Home » Volumes » Volume 50 November/December 2017 » Traumatic rupture of liver hydatid cysts into the peritoneal cavity of an 11-year-old boy: a case report from Iran

Traumatic rupture of liver hydatid cysts into the peritoneal cavity of an 11-year-old boy: a case report from Iran

Sadaf Sabzevari1 Alireza Badirzadeh2 3 Reza Shahkaram4 Mohammad Seyyedin5

1Vector-borne Diseases Research Center, North Khorasan University of Medical Sciences, Bojnurd, Iran. 2Department of Medical Parasitology and Mycology, School of Medicine, Shahid Beheshti University of Medical Sciences, Tehran, Iran. 3Department of Microbiology and Parasitology, School of Medicine, Ardabil University of Medical Sciences, Ardabil, Iran. 4North Khorasan University of Medical Sciences, Bojnurd, Iran. 5Razi Vaccine and Serum Research Institute, Mashhad, Iran.

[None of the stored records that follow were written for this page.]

//! The decoder collaborator: turns `.eml` bytes into a [`ParsedEmail`].
//!
//! [`ParsedEmail`]: crate::model::email::ParsedEmail

use base64::alphabet;
use base64::engine::{DecodePaddingMode, GeneralPurpose, GeneralPurposeConfig};

pub mod eml;
pub mod header;

/// Standard-alphabet base64 that accepts payloads with or without padding.
pub(crate) const LENIENT_BASE64: GeneralPurpose = GeneralPurpose::new(
    &alphabet::STANDARD,
    GeneralPurposeConfig::new().with_decode_padding_mode(DecodePaddingMode::Indifferent),
);
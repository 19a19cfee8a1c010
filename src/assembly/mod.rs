//! Turning a [`ParsedEmail`] into a renderable HTML document.
//!
//! The steps run in a fixed order:
//!
//! 1. [`body::select_body`] picks the HTML or plain-text body.
//! 2. [`attachments::resolve_attachments`] inlines `cid:` references and
//!    collects the standalone attachments.
//! 3. [`header::HeaderFields`] derives the metadata block, which the
//!    [`header::HeaderTemplate`] renders.
//! 4. HTML bodies go through [`correct`] and [`compose::compose_html`];
//!    plain text is wrapped by [`compose::compose_plain_text`].

pub mod attachments;
pub mod body;
pub mod compose;
pub mod correct;
pub mod header;
pub mod style;

use tracing::{debug, info_span};

use crate::error::Result;
use crate::model::attachment::ResolvedAttachment;
use crate::model::email::ParsedEmail;
use crate::parser::eml::EmailDecoder;

use self::attachments::resolve_attachments;
use self::body::select_body;
use self::header::{HeaderFields, HeaderTemplate};

/// An assembled document, ready for a renderer.
#[derive(Debug, Clone, Default)]
pub struct Document {
    /// The complete HTML, header included.
    pub html: String,
    /// Attachments to embed alongside the HTML.
    pub attachments: Vec<ResolvedAttachment>,
    /// Whether the body came from an HTML part.
    pub is_html: bool,
    /// Attachments substituted into the body as `data:` URIs.
    pub inlined: usize,
}

/// Assemble `email` into a [`Document`].
///
/// `decoder` is only used for nested `message/rfc822` attachments.
pub fn assemble(
    email: &ParsedEmail,
    decoder: &dyn EmailDecoder,
    template: &HeaderTemplate,
) -> Result<Document> {
    let span = info_span!("assemble", subject = %email.header.subject);
    let _guard = span.enter();

    let selected = select_body(&email.bodies);
    debug!(is_html = selected.is_html, len = selected.content.len(), "Selected body");

    let resolution = resolve_attachments(email, decoder, selected.content)?;
    debug!(
        standalone = resolution.attachments.len(),
        inlined = resolution.inlined,
        nested = resolution.nested,
        skipped = resolution.skipped,
        "Resolved attachments"
    );

    let fields = HeaderFields::derive(email, &resolution.filenames);
    let header_html = template.render(&fields)?;

    let html = if selected.is_html {
        let has_attachments = !resolution.attachments.is_empty();
        let tree = correct::parse_document(&resolution.body);
        let (tree, _) = correct::correct(tree, has_attachments);
        compose::compose_html(tree, &header_html)?
    } else {
        compose::compose_plain_text(&resolution.body, &header_html)
    };

    Ok(Document {
        html,
        attachments: resolution.attachments,
        is_html: selected.is_html,
        inlined: resolution.inlined,
    })
}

DOI: 10.1590/0037-8682-0292-2017

Hydatid cyst (HC) disease, a zoonotic parasitic infection, occurs during the larval stage of a cestode named Echinococcus granulosus (E. granulosus)

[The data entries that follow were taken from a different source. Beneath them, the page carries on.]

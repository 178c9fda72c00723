// src/main.rs

use planrun::{cli, error_exit_code, logging, run};

#[tokio::main]
async fn main() {
    let args = cli::parse();
    if let Err(err) = logging::init_logging(args.log_level) {
        eprintln!("planrun error: {err:?}");
        std::process::exit(1);
    }

    match run(args).await {
        Ok(outcome) => std::process::exit(outcome.exit_code()),
        Err(err) => {
            eprintln!("planrun error: {err}");
            std::process::exit(error_exit_code(&err));
        }
    }
}
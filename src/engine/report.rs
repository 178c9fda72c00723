// src/engine/report.rs

use std::fmt;

use crate::dag::classify;
use crate::plan::Plan;
use crate::state::ExecutionState;
use crate::types::{ActionId, Status};

/// Terminal state of a run.
#[derive(Debug, Clone, Copy, PartialEq, Eq)]
pub enum RunOutcome {
    /// Every action succeeded.
    Completed,
    /// Nothing else can run, but not every action succeeded.
    Stalled,
}

/// An action left behind by a stalled run, with the reason it did not finish.
#[derive(Debug, Clone, PartialEq, Eq)]
pub struct UnfinishedAction {
    pub id: ActionId,
    pub status: Status,
    pub reason: String,
}

#[derive(Debug, Clone, PartialEq, Eq)]
pub struct RunReport {
    pub outcome: RunOutcome,
    pub total: usize,
    pub succeeded: usize,
    /// Actions dispatched during this invocation, in completion order.
    pub executed: Vec<ActionId>,
    /// Actions reset from `Running` when the snapshot was loaded.
    pub interrupted: Vec<ActionId>,
    /// Every action not `Succeeded`, in topological order.
    pub unfinished: Vec<UnfinishedAction>,
    /// Ready batches dispatched.
    pub iterations: usize,
}

impl RunReport {
    pub fn build(
        plan: &Plan,
        state: &ExecutionState,
        outcome: RunOutcome,
        executed: Vec<ActionId>,
        interrupted: Vec<ActionId>,
        iterations: usize,
    ) -> Self {
        Self {
            outcome,
            total: plan.len(),
            succeeded: state.count(Status::Succeeded),
            executed,
            interrupted,
            unfinished: unfinished_actions(plan, state),
            iterations,
        }
    }

    pub fn is_completed(&self) -> bool {
        self.outcome == RunOutcome::Completed
    }
}

/// Every action that has not succeeded, each with a human-readable reason.
pub fn unfinished_actions(plan: &Plan, state: &ExecutionState) -> Vec<UnfinishedAction> {
    let classes = classify(plan, state);
    let mut out = Vec::new();

    for id in plan.graph().topological_order() {
        let Some(status) = classes.status_of(id) else {
            continue;
        };
        let reason = match status {
            Status::Succeeded => continue,
            Status::Failed => state
                .record(id)
                .and_then(|r| r.summary.clone())
                .unwrap_or_else(|| "failed".to_string()),
            Status::Blocked => classes
                .blocked_entry(id)
                .map(|b| b.reason())
                .unwrap_or_else(|| "blocked".to_string()),
            Status::Ready => "ready to run".to_string(),
            Status::Running => "still running".to_string(),
            Status::Pending => {
                let waiting: Vec<&str> = plan
                    .graph()
                    .dependencies_of(id)
                    .iter()
                    .filter(|d| state.status_of(d) != Some(Status::Succeeded))
                    .map(|d| d.as_str())
                    .collect();
                format!("waiting on: {}", waiting.join(", "))
            }
        };
        out.push(UnfinishedAction {
            id: id.clone(),
            status,
            reason,
        });
    }

    out
}

impl fmt::Display for RunReport {
    fn fmt(&self, f: &mut fmt::Formatter<'_>) -> fmt::Result {
        match self.outcome {
            RunOutcome::Completed => write!(
                f,
                "plan completed: {}/{} actions succeeded",
                self.succeeded, self.total
            )?,
            RunOutcome::Stalled => write!(
                f,
                "plan stalled: {}/{} actions succeeded, {} need attention",
                self.succeeded,
                self.total,
                self.unfinished.len()
            )?,
        }

        let width = self.unfinished.iter().map(|u| u.id.len()).max().unwrap_or(0);
        for u in &self.unfinished {
            write!(f, "\n  {:<width$}  {:<9}  {}", u.id, u.status.as_str(), u.reason)?;
        }
        Ok(())
    }
}

#[cfg(test)]
mod tests {
    use super::*;
    use crate::plan::{Action, ActionKind, PlanSettings};

    fn plan() -> Plan {
        let mk = |id: &str, deps: &[&str]| {
            let mut a = Action::new(
                id,
                ActionKind::Command {
                    command: "true".to_string(),
                },
            );
            a.dependencies = deps.iter().map(|d| d.to_string()).collect();
            a
        };
        Plan::new(
            vec![mk("A", &[]), mk("B", &["A"]), mk("C", &[])],
            Vec::new(),
            PlanSettings::default(),
        )
        .unwrap()
    }

    #[test]
    fn stalled_report_explains_each_unfinished_action() {
        let plan = plan();
        let mut state = ExecutionState::pending_for(&plan);
        state.set_status("A", Status::Failed);
        state.set_status("B", Status::Blocked);
        state.set_status("C", Status::Succeeded);

        let report = RunReport::build(&plan, &state, RunOutcome::Stalled, vec![], vec![], 1);
        assert_eq!(report.succeeded, 1);
        assert_eq!(report.unfinished.len(), 2);
        assert_eq!(report.unfinished[0].reason, "failed");
        assert_eq!(report.unfinished[1].reason, "dependency 'A' failed");

        let text = report.to_string();
        assert!(text.starts_with("plan stalled: 1/3 actions succeeded"));
        assert!(text.contains("dependency 'A' failed"));
    }

    #[test]
    fn completed_report_is_a_single_line() {
        let plan = plan();
        let mut state = ExecutionState::pending_for(&plan);
        for id in ["A", "B", "C"] {
            state.set_status(id, Status::Succeeded);
        }
        let report = RunReport::build(&plan, &state, RunOutcome::Completed, vec![], vec![], 0);
        assert_eq!(report.to_string(), "plan completed: 3/3 actions succeeded");
    }
}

This is the first published case report of an 11-year-old patient with a rupture of a liver hydatid cyst (HC) into the peritoneal cavity after an abdominal trauma in Iran. The disease was diagnosed using focused abdominal sonography for trauma. To date, no cases of traumatic ruptures of liver HCs in children have been reported in Iran. In the endemic regions of the world, where patients suffer from a history of trauma and constant abdominal symptoms or anaphylactic shock, early diagnosis of HC is crucial as it may disseminate to other organs. The condition needs conservative surgery and follow-up.

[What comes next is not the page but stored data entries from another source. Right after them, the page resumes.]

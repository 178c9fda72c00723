// src/logging.rs

//! `tracing` subscriber for the `planrun` binary.
//!
//! The level is taken from `--log-level`, else from `PLANRUN_LOG`, else
//! `info`. Everything is written to stderr; stdout carries prompts, reports
//! and graph output.

use anyhow::{Result, anyhow};
use tracing::Level;
use tracing_subscriber::fmt;

use crate::cli::LogLevel;

/// Environment variable consulted when no `--log-level` is given.
pub const LOG_ENV: &str = "PLANRUN_LOG";

impl From<LogLevel> for Level {
    fn from(level: LogLevel) -> Self {
        match level {
            LogLevel::Error => Level::ERROR,
            LogLevel::Warn => Level::WARN,
            LogLevel::Info => Level::INFO,
            LogLevel::Debug => Level::DEBUG,
            LogLevel::Trace => Level::TRACE,
        }
    }
}

/// Install the global subscriber. Fails if one is already installed.
pub fn init_logging(cli_level: Option<LogLevel>) -> Result<()> {
    let level = resolve_level(cli_level, std::env::var(LOG_ENV).ok().as_deref());

    fmt()
        .with_max_level(level)
        .with_target(false)
        .with_writer(std::io::stderr)
        .try_init()
        .map_err(|e| anyhow!("installing the log subscriber: {e}"))
}

fn resolve_level(cli_level: Option<LogLevel>, env_value: Option<&str>) -> Level {
    if let Some(level) = cli_level {
        return level.into();
    }
    env_value
        .and_then(|s| match s.trim().to_ascii_lowercase().as_str() {
            "warning" => Some(Level::WARN),
            other => other.parse().ok(),
        })
        .unwrap_or(Level::INFO)
}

Keywords: Hydatid cyst; Trauma; Echinococcus granulosus


Hydatid cyst (HC) disease, a zoonotic parasitic infection, occurs during the larval stage of a cestode named Echinococcus granulosus (E. granulosus)1. The disease is endemic and hyper-endemic in pastoral regions of the world2,3. Although HC may develop in any organ, it generally occurs in the liver (50-75%) and lungs (18-30%), and is characterized by a cystic form of lesions4. Hydatid cysts (HCs) develop slowly, making the viscera, and especially the abdominal cavity, highly susceptible to traumatic ruptures. Complications of HC ruptures vary from constant abdominal symptoms (abdominal pain, tenderness, and vomiting) to peritonitis and shock with allergy symptoms (cutaneous rash, urticaria, and anaphylactic shock)2,5. While there have been a few reports of HC ruptures after trauma in adults in Iran5, to date, no reports have been published describing this condition in children. Here, we present the first documented report from Iran of an 11-year-old male patient with traumatic rupture of liver HCs into the peritoneal cavity.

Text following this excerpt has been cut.